Le Français, dont le conseil d’administration fut longtemps présidé par M. Caillaux (le futur ministre du maréchal de Mac-Mahon), offrait cette particularité que les journalistes de profession y étaient en minorité, et relégués pour la plupart dans les emplois secondaires. En évoquant plus tard ses souvenirs du Français, Thureau-Dangin notait, avec son habituelle franchise, « une inexpérience naïve des roueries du métier ; une façon de nous tenir à part du monde de la presse qui nous a valu plus d’une hostilité. » Les principaux rédacteurs, qui formaient une élite par le talent aussi bien que par la valeur morale, étaient avant 1871[1] Etienne Récamier, le comte Guillaume de Chabrol, Campenon, Horace Delaroche, Léon Lavedan, les frères Desjardins, Emmanuel Cosquin, Heinrich (le futur doyen de la Faculté des Lettres de Lyon), Georges Picot, et, avant tous les autres, François Beslay.

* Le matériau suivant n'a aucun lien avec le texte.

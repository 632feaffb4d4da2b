use slicer_types::{Material, PricingMap, SlicerError, SlicerResult, Technology};
use std::path::{Path, PathBuf};
use std::sync::Arc;
use tokio::sync::Mutex;
use tracing::{error, warn};

/// In-memory pricing table backed by a JSON file on disk.
///
/// Mutations are serialized through a single mutex guarding the whole
/// read-modify-write-persist sequence, so readers (`get_all`, `rate_for`)
/// always observe a state that matches what was last written to disk.
pub struct PricingRegistry {
    path: PathBuf,
    state: Mutex<PricingMap>,
}

impl PricingRegistry {
    /// Load the registry from `path`, seeding defaults if the file is absent
    /// and backfilling missing technologies/materials from the default seed
    /// when it is present. A parse failure falls back to defaults and
    /// re-persists, per the registry's `load()` contract.
    pub async fn load(path: impl AsRef<Path>) -> SlicerResult<Arc<Self>> {
        let path = path.as_ref().to_path_buf();
        let defaults = PricingMap::default_seed();

        let map = match tokio::fs::read_to_string(&path).await {
            Ok(contents) => match serde_json::from_str::<PricingMap>(&contents) {
                Ok(parsed) => parsed.merged_over_defaults(&defaults),
                Err(err) => {
                    warn!(path = %path.display(), error = %err, "pricing file failed to parse, falling back to defaults");
                    defaults.clone()
                }
            },
            Err(_) => defaults.clone(),
        };

        let registry = Arc::new(Self {
            path,
            state: Mutex::new(map),
        });
        registry.persist().await?;
        Ok(registry)
    }

    pub async fn get_all(&self) -> PricingMap {
        self.state.lock().await.clone()
    }

    pub async fn rate_for(&self, tech: Technology, material: &str) -> u64 {
        self.state.lock().await.rate_for(tech, material)
    }

    /// The canonical stored spelling for `material`, if a case-insensitive
    /// match exists in the registry.
    pub async fn canonical_material(&self, tech: Technology, material: &str) -> Option<String> {
        self.state
            .lock()
            .await
            .find_key(tech, material)
            .map(str::to_string)
    }

    /// Create a new material rate. Rejects if `material` already exists
    /// (case-insensitive). Returns the canonical stored key.
    pub async fn create(
        &self,
        tech: Technology,
        material: &str,
        price: u64,
    ) -> SlicerResult<String> {
        validate_price(price)?;
        let mut guard = self.state.lock().await;
        if guard.find_key(tech, material).is_some() {
            return Err(SlicerError::MaterialAlreadyExists {
                technology: tech,
                material: material.to_string(),
            });
        }
        let canonical = Material::new(material).as_str().to_string();
        guard.rates_for_mut(tech).insert(canonical.clone(), price);
        persist_locked(&self.path, &guard).await?;
        Ok(canonical)
    }

    /// Create-or-update a material rate at its existing canonical key, or
    /// insert under `material` verbatim if it does not yet exist.
    pub async fn update(
        &self,
        tech: Technology,
        material: &str,
        price: u64,
    ) -> SlicerResult<String> {
        validate_price(price)?;
        let mut guard = self.state.lock().await;
        let canonical = guard
            .find_key(tech, material)
            .map(str::to_string)
            .unwrap_or_else(|| material.to_string());
        guard.rates_for_mut(tech).insert(canonical.clone(), price);
        persist_locked(&self.path, &guard).await?;
        Ok(canonical)
    }

    /// Delete a material rate. Rejects deleting `"default"` (case-insensitive)
    /// to preserve the fallback rate, and 404s if the material is absent.
    pub async fn delete(&self, tech: Technology, material: &str) -> SlicerResult<()> {
        if material.eq_ignore_ascii_case("default") {
            return Err(SlicerError::CannotDeleteDefault);
        }
        let mut guard = self.state.lock().await;
        let canonical = guard
            .find_key(tech, material)
            .map(str::to_string)
            .ok_or_else(|| SlicerError::MaterialNotFound {
                technology: tech,
                material: material.to_string(),
            })?;
        guard.rates_for_mut(tech).remove(&canonical);
        persist_locked(&self.path, &guard).await?;
        Ok(())
    }

    async fn persist(&self) -> SlicerResult<()> {
        let guard = self.state.lock().await;
        persist_locked(&self.path, &guard).await
    }
}

fn validate_price(price: u64) -> SlicerResult<()> {
    if price == 0 {
        return Err(SlicerError::Validation(
            "price must be a positive integer".to_string(),
        ));
    }
    Ok(())
}

/// Write `map` to a sibling temp file and rename over `path`, so a crash
/// mid-write cannot corrupt the registry.
async fn persist_locked(path: &Path, map: &PricingMap) -> SlicerResult<()> {
    let serialized = serde_json::to_string_pretty(map)
        .map_err(|e| SlicerError::Internal(format!("failed to serialize pricing map: {e}")))?;

    if let Some(parent) = path.parent() {
        if !parent.as_os_str().is_empty() {
            tokio::fs::create_dir_all(parent).await.map_err(|e| {
                SlicerError::Internal(format!("failed to create pricing directory: {e}"))
            })?;
        }
    }

    let tmp_path = path.with_extension("json.tmp");
    tokio::fs::write(&tmp_path, serialized.as_bytes())
        .await
        .map_err(|e| SlicerError::Internal(format!("failed to write pricing temp file: {e}")))?;

    tokio::fs::rename(&tmp_path, path).await.map_err(|e| {
        error!(path = %path.display(), error = %e, "failed to persist pricing registry");
        SlicerError::Internal(format!("failed to persist pricing file: {e}"))
    })
}

#[cfg(test)]
mod tests {
    use super::*;

    #[tokio::test]
    async fn loads_defaults_when_file_absent() {
        let dir = tempfile::tempdir().unwrap();
        let path = dir.path().join("pricing.json");

        let registry = PricingRegistry::load(&path).await.unwrap();
        let all = registry.get_all().await;

        assert_eq!(all.fdm.get("PLA"), Some(&800));
        assert!(path.exists());
    }

    #[tokio::test]
    async fn create_then_rate_for_round_trips() {
        let dir = tempfile::tempdir().unwrap();
        let path = dir.path().join("pricing.json");
        let registry = PricingRegistry::load(&path).await.unwrap();

        registry
            .create(Technology::Fdm, "ASA", 1200)
            .await
            .unwrap();
        assert_eq!(registry.rate_for(Technology::Fdm, "asa").await, 1200);

        let err = registry.create(Technology::Fdm, "asa", 999).await;
        assert!(matches!(
            err,
            Err(SlicerError::MaterialAlreadyExists { .. })
        ));
    }

    #[tokio::test]
    async fn update_creates_or_overwrites() {
        let dir = tempfile::tempdir().unwrap();
        let path = dir.path().join("pricing.json");
        let registry = PricingRegistry::load(&path).await.unwrap();

        registry.update(Technology::Fdm, "ASA", 1200).await.unwrap();
        registry.update(Technology::Fdm, "ASA", 950).await.unwrap();
        assert_eq!(registry.rate_for(Technology::Fdm, "ASA").await, 950);
    }

    #[tokio::test]
    async fn delete_rejects_default_and_missing() {
        let dir = tempfile::tempdir().unwrap();
        let path = dir.path().join("pricing.json");
        let registry = PricingRegistry::load(&path).await.unwrap();

        let err = registry.delete(Technology::Fdm, "default").await;
        assert!(matches!(err, Err(SlicerError::CannotDeleteDefault)));

        let err = registry.delete(Technology::Fdm, "Nonexistent").await;
        assert!(matches!(err, Err(SlicerError::MaterialNotFound { .. })));

        registry.create(Technology::Fdm, "ASA", 1200).await.unwrap();
        registry.delete(Technology::Fdm, "asa").await.unwrap();
        assert!(registry.get_all().await.fdm.get("ASA").is_none());
    }

    #[tokio::test]
    async fn persisted_file_round_trips_through_reload() {
        let dir = tempfile::tempdir().unwrap();
        let path = dir.path().join("pricing.json");
        let registry = PricingRegistry::load(&path).await.unwrap();
        registry.create(Technology::Sla, "Clear", 2000).await.unwrap();
        drop(registry);

        let reloaded = PricingRegistry::load(&path).await.unwrap();
        assert_eq!(reloaded.rate_for(Technology::Sla, "Clear").await, 2000);
    }
}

Thureau-Dangin aimait à saisir les occasions de rappeler la mémoire et de provoquer l’éloge de ce très cher compagnon de lutte : « Dans l’amitié qui nous unissait, Beslay et moi, jamais un nuage... Sa mort a été l’une des grandes tristesses de ma vie. » Pour ceux-là mêmes qui ne l’ont point personnellement connu, c’est une figure singulièrement intéressante que celle de cet ascète du journalisme moderne, également doué pour l’érudition, la littérature et le barreau, appliquant de préférence à des besognes obscures ou anonymes « sa prodigieuse variété d’aptitudes et sa promptitude d’assimilation, » cherchant l’oubli avec autant d’acharnement que d’autres en dépensent à courtiser le succès, se liant à cet égard par une sorte de vœu ou d’engagement écrit.

« Aux yeux de Beslay et aux miens, » a écrit Thureau-Dangin, « le principal de l’action du Français était son action religieuse... Nous voulions être des catholiques comprenant leur temps, sympathisant avec ce qu’il avait de bon, cherchant la liberté de l’Église dans la liberté générale, désireux de ramener la société

  1. Les événemens de 1870-1871 amenèrent d’assez sensibles modifications dans ce personnel : tandis que les uns entraient dans la politique ou l’administration, d’autres désapprouvèrent la ligne de conduite adoptée par le journal en matière constitutionnelle.